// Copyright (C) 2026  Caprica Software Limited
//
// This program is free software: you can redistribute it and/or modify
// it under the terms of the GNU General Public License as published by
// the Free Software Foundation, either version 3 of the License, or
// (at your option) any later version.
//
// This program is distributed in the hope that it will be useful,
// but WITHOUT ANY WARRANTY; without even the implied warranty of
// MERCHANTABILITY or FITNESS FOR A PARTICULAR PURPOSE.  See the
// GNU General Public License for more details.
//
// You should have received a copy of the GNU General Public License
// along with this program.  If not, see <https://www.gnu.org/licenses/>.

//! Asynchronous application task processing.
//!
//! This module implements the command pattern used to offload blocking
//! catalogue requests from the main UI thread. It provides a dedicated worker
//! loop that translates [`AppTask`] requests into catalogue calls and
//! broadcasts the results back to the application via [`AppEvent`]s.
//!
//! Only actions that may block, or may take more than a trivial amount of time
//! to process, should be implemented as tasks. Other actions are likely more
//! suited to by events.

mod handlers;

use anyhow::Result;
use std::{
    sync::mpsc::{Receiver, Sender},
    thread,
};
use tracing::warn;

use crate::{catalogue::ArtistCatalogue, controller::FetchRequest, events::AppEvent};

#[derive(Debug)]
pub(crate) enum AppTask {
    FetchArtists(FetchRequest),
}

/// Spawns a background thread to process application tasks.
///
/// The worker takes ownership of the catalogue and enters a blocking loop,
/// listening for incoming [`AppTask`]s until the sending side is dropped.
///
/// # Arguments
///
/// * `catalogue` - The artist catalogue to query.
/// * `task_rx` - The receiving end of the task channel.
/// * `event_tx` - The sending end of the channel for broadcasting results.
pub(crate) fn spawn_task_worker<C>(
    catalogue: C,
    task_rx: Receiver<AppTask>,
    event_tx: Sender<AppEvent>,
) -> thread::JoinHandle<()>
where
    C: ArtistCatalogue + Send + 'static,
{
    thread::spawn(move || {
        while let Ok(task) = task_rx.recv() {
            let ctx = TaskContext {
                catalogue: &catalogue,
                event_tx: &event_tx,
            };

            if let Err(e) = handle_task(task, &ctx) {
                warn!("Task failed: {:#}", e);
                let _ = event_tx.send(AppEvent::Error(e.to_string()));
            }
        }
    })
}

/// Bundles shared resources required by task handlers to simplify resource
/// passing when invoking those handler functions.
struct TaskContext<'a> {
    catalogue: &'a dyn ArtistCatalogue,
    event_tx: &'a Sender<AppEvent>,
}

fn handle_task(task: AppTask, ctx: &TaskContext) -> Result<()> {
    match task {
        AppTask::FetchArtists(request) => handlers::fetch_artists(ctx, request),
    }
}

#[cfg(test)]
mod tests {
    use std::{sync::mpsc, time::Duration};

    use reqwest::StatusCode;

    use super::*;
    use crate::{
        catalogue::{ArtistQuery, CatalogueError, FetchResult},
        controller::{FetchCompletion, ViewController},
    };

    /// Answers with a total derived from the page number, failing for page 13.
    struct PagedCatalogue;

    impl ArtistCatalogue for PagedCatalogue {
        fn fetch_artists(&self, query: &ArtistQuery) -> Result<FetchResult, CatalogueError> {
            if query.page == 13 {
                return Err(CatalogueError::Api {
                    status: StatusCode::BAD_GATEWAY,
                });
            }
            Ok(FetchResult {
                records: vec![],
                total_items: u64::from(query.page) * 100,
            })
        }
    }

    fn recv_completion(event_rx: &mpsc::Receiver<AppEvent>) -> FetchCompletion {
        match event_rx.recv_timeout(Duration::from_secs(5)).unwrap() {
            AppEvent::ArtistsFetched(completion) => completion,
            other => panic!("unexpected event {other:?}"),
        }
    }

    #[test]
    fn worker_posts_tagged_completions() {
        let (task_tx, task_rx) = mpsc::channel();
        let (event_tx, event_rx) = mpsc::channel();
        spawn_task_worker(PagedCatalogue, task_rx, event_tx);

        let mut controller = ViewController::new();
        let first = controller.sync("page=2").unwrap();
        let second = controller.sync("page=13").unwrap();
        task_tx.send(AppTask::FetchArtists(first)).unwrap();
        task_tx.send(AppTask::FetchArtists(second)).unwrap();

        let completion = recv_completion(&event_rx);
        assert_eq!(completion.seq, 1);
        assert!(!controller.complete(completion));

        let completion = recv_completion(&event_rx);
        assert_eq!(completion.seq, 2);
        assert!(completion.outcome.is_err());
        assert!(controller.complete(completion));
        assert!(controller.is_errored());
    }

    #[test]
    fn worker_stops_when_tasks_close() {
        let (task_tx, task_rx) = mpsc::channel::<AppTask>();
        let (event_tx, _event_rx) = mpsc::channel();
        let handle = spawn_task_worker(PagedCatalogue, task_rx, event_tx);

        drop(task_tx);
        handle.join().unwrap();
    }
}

==

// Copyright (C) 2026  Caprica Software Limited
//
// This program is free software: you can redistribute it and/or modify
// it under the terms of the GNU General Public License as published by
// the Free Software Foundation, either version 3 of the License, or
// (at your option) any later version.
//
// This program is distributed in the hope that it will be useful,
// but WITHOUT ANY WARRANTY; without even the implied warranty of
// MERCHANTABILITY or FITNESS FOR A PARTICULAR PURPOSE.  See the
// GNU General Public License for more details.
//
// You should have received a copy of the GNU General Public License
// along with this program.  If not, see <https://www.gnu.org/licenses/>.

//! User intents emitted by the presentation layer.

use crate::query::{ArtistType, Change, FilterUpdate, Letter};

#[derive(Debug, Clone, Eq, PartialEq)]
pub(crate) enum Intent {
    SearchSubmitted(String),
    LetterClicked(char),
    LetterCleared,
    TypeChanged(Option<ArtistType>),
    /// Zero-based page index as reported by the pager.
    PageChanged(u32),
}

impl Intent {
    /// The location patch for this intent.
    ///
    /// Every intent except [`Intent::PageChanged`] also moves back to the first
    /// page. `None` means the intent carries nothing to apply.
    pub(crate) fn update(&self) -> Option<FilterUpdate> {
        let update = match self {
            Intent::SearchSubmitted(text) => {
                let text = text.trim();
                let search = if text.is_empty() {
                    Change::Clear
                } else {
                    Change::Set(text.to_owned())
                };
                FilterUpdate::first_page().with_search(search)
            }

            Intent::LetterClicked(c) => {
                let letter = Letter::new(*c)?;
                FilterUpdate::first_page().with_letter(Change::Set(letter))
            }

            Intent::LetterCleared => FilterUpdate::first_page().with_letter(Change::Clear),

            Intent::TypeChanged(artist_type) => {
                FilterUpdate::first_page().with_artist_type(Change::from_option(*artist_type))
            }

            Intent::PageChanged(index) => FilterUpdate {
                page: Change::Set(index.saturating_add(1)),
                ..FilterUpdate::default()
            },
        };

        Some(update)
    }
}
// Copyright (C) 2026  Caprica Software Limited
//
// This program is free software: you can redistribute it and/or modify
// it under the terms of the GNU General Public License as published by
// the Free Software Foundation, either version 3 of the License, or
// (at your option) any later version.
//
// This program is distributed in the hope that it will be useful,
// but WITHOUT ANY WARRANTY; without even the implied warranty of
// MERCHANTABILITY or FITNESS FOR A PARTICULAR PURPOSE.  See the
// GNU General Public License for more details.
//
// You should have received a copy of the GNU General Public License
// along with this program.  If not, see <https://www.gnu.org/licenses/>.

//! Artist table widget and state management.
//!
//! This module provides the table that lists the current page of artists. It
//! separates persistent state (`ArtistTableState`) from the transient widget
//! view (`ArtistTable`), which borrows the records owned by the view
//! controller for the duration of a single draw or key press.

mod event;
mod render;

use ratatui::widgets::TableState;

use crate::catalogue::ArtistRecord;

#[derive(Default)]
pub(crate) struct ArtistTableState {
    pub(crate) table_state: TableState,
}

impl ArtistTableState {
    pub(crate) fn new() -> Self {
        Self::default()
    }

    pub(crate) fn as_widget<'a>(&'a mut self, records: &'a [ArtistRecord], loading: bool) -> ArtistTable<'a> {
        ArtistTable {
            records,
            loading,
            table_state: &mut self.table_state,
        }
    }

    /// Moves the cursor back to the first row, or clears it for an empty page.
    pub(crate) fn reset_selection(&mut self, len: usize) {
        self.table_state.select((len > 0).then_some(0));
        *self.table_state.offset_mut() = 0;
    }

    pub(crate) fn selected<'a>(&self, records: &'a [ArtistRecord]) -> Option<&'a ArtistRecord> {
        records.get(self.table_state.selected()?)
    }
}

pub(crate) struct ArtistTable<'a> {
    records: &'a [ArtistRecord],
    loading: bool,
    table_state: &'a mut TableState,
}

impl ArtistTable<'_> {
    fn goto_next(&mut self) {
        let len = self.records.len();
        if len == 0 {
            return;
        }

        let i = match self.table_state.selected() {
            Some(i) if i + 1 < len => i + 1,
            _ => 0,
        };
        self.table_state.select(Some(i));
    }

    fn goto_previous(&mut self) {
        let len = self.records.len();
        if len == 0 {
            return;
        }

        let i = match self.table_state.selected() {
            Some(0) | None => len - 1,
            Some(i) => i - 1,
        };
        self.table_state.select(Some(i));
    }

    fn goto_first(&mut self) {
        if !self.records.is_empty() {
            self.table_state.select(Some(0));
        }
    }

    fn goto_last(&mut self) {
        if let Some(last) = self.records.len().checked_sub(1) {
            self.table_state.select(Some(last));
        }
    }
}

• Assignment:
In the material above, find the lines that contain "FetchCompletion" and show them.

• Response:
        controller::{FetchCompletion, ViewController},
    fn recv_completion(event_rx: &mpsc::Receiver<AppEvent>) -> FetchCompletion {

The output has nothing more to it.